──────── Data ────────
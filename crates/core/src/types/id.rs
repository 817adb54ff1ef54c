//! Newtype ID for type-safe product references.

use serde::{Deserialize, Serialize};

/// Unique product identifier.
///
/// The catalog source uses opaque string keys (e.g., `"m1"`, `"w12"`), so
/// this wraps a `String` rather than a numeric ID. Wrapping it in a newtype
/// prevents accidentally mixing product IDs with other string values such as
/// category names or size labels.
#[derive(Debug, Clone, PartialEq, Eq, Hash, PartialOrd, Ord, Serialize, Deserialize)]
#[serde(transparent)]
pub struct ProductId(String);

impl ProductId {
    /// Create a product ID from its string form.
    #[must_use]
    pub fn new(id: impl Into<String>) -> Self {
        Self(id.into())
    }

    /// Get the underlying string value.
    #[must_use]
    pub fn as_str(&self) -> &str {
        &self.0
    }
}

impl std::fmt::Display for ProductId {
    fn fmt(&self, f: &mut std::fmt::Formatter<'_>) -> std::fmt::Result {
        write!(f, "{}", self.0)
    }
}

impl From<&str> for ProductId {
    fn from(id: &str) -> Self {
        Self(id.to_owned())
    }
}

impl From<String> for ProductId {
    fn from(id: String) -> Self {
        Self(id)
    }
}
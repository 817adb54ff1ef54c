//! Application state shared with the presentation collaborator.

use std::sync::Arc;

use crate::cart::CartStore;
use crate::catalog::ProductCatalog;
use crate::config::StorefrontConfig;
use crate::error::Result;
use crate::store::{DurableStore, SqliteStore};

/// Application state wiring the storefront services together.
///
/// This struct is cheaply cloneable via `Arc` and provides access to the
/// catalog, the cart, and the configuration.
#[derive(Clone)]
pub struct AppState {
    inner: Arc<AppStateInner>,
}

struct AppStateInner {
    config: StorefrontConfig,
    catalog: ProductCatalog,
    cart: CartStore,
}

impl AppState {
    /// Create the application state with the default `SQLite`-backed store
    /// at `config.database_url`.
    ///
    /// # Errors
    ///
    /// Returns an error if the database cannot be opened or the catalog
    /// client cannot be built.
    pub async fn new(config: StorefrontConfig) -> Result<Self> {
        let store: Arc<dyn DurableStore> =
            Arc::new(SqliteStore::connect(&config.database_url).await?);
        Self::with_store(config, store).await
    }

    /// Create the application state over an explicit durable store
    /// (in-memory for tests, or an alternative backend).
    ///
    /// # Errors
    ///
    /// Returns an error if the catalog client cannot be built or the cart
    /// snapshot cannot be read.
    pub async fn with_store(
        config: StorefrontConfig,
        store: Arc<dyn DurableStore>,
    ) -> Result<Self> {
        let catalog = ProductCatalog::new(&config, Arc::clone(&store))?;
        let cart = CartStore::open(store).await?;

        Ok(Self {
            inner: Arc::new(AppStateInner {
                config,
                catalog,
                cart,
            }),
        })
    }

    /// Get a reference to the storefront configuration.
    #[must_use]
    pub fn config(&self) -> &StorefrontConfig {
        &self.inner.config
    }

    /// Get a reference to the product catalog.
    #[must_use]
    pub fn catalog(&self) -> &ProductCatalog {
        &self.inner.catalog
    }

    /// Get a reference to the persisted cart.
    #[must_use]
    pub fn cart(&self) -> &CartStore {
        &self.inner.cart
    }
}
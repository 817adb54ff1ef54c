//! Cart aggregate with line-identity merging.
//!
//! A cart line is identified by the `(product, size, color)` tuple: adding
//! the same combination twice increments one line instead of appending a
//! duplicate, and removal addresses lines by identity rather than position,
//! so stale UI handlers cannot remove the wrong row.
//!
//! Lines snapshot the product name and price at add time; later catalog
//! changes never alter what the shopper already put in the cart.

use serde::{Deserialize, Serialize};
use thiserror::Error;

use crate::product::Product;
use crate::types::{Price, ProductId};

/// Cart operation errors.
#[derive(Debug, Clone, PartialEq, Eq, Error)]
pub enum CartError {
    /// The product has sizes, so one must be selected before it can be
    /// added. Surfaced to the collaborator to prompt the shopper.
    #[error("product {product} requires a size selection")]
    SizeRequired {
        /// The product that was missing a size.
        product: ProductId,
    },

    /// Checkout was attempted with nothing in the cart.
    #[error("cannot check out an empty cart")]
    EmptyCart,
}

/// The merge key for cart lines.
#[derive(Debug, Clone, PartialEq, Eq, Hash, Serialize, Deserialize)]
pub struct LineIdentity {
    pub product_id: ProductId,
    pub size: Option<String>,
    pub color: Option<String>,
}

impl LineIdentity {
    #[must_use]
    pub fn new(product_id: ProductId, size: Option<String>, color: Option<String>) -> Self {
        Self {
            product_id,
            size,
            color,
        }
    }
}

/// One line in the cart: an identity, a quantity, and an add-time snapshot
/// of the product's name and unit price.
#[derive(Debug, Clone, PartialEq, Serialize, Deserialize)]
pub struct CartLine {
    #[serde(flatten)]
    pub identity: LineIdentity,
    /// Product name at add time.
    pub name: String,
    /// Unit price at add time.
    pub price: Price,
    /// Always at least 1; a line whose quantity reaches 0 is removed.
    pub quantity: u32,
}

impl CartLine {
    /// Quantity times the snapshotted unit price.
    #[must_use]
    pub fn subtotal(&self) -> Price {
        self.price * self.quantity
    }
}

/// The shopper's cart: an insertion-ordered list with at most one line per
/// identity.
#[derive(Debug, Clone, Default, PartialEq, Serialize, Deserialize)]
#[serde(transparent)]
pub struct Cart {
    lines: Vec<CartLine>,
}

impl Cart {
    /// Empty cart.
    #[must_use]
    pub fn new() -> Self {
        Self::default()
    }

    /// Add a product to the cart.
    ///
    /// Merges into an existing line when the `(product, size, color)`
    /// identity already exists; otherwise appends a new line snapshotting
    /// the product's name and price. A zero quantity falls back to 1.
    ///
    /// # Errors
    ///
    /// Returns [`CartError::SizeRequired`] when the product has sizes and no
    /// size was supplied; the cart is left unchanged.
    pub fn add_item(
        &mut self,
        product: &Product,
        quantity: u32,
        size: Option<String>,
        color: Option<String>,
    ) -> Result<(), CartError> {
        if product.requires_size() && size.is_none() {
            return Err(CartError::SizeRequired {
                product: product.id.clone(),
            });
        }

        let quantity = quantity.max(1);
        let identity = LineIdentity::new(product.id.clone(), size, color);

        if let Some(line) = self.lines.iter_mut().find(|line| line.identity == identity) {
            line.quantity = line.quantity.saturating_add(quantity);
        } else {
            self.lines.push(CartLine {
                identity,
                name: product.name.clone(),
                price: product.price,
                quantity,
            });
        }
        Ok(())
    }

    /// Apply a quantity delta to the line with the given identity. A result
    /// of zero or less removes the line. Returns whether the cart changed;
    /// an absent identity is a no-op.
    pub fn change_quantity(&mut self, identity: &LineIdentity, delta: i32) -> bool {
        let Some(position) = self
            .lines
            .iter()
            .position(|line| line.identity == *identity)
        else {
            return false;
        };

        let Some(line) = self.lines.get_mut(position) else {
            return false;
        };
        let updated = i64::from(line.quantity) + i64::from(delta);
        if updated <= 0 {
            self.lines.remove(position);
        } else {
            line.quantity = u32::try_from(updated).unwrap_or(u32::MAX);
        }
        true
    }

    /// Remove the line with the given identity. Returns whether a line was
    /// removed; an absent identity is a no-op.
    pub fn remove_item(&mut self, identity: &LineIdentity) -> bool {
        let before = self.lines.len();
        self.lines.retain(|line| line.identity != *identity);
        self.lines.len() != before
    }

    /// Empty the cart (after a successful checkout).
    pub fn clear(&mut self) {
        self.lines.clear();
    }

    /// Sum of all line quantities; feeds the cart badge counter.
    #[must_use]
    pub fn total_item_count(&self) -> u64 {
        self.lines
            .iter()
            .map(|line| u64::from(line.quantity))
            .sum()
    }

    /// Sum of quantity times snapshotted price across all lines.
    #[must_use]
    pub fn merchandise_total(&self) -> Price {
        self.lines.iter().map(CartLine::subtotal).sum()
    }

    /// The lines in insertion order.
    #[must_use]
    pub fn lines(&self) -> &[CartLine] {
        &self.lines
    }

    /// The line with the given identity, if present.
    #[must_use]
    pub fn line(&self, identity: &LineIdentity) -> Option<&CartLine> {
        self.lines.iter().find(|line| line.identity == *identity)
    }

    #[must_use]
    pub fn is_empty(&self) -> bool {
        self.lines.is_empty()
    }
}
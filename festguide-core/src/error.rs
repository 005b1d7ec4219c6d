//! Error types for festguide.

use thiserror::Error;

/// Errors that can occur in festguide operations.
#[derive(Error, Debug)]
pub enum GuideError {
    #[error("Malformed record at index {index}: {reason}")]
    MalformedRecord { index: usize, reason: String },

    #[error("Event '{id}' has an unparsable start '{date} {start_time}'")]
    UnparsableInstant {
        id: String,
        date: String,
        start_time: String,
    },

    #[error("Could not persist liked events: {0}")]
    PersistenceWrite(String),

    #[error("Could not read liked events: {0}")]
    PersistenceRead(String),

    #[error("Fixture error: {0}")]
    Fixture(String),

    #[error("Configuration error: {0}")]
    Config(String),

    #[error("Event not found: {0}")]
    EventNotFound(String),

    #[error("IO error: {0}")]
    Io(#[from] std::io::Error),
}

/// Result type alias for festguide operations.
pub type GuideResult<T> = Result<T, GuideError>;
────────
■ Problem requirements ■
Considering the records above, how many lines hold "types"? Please answer with only the number.

■ Written response ■
3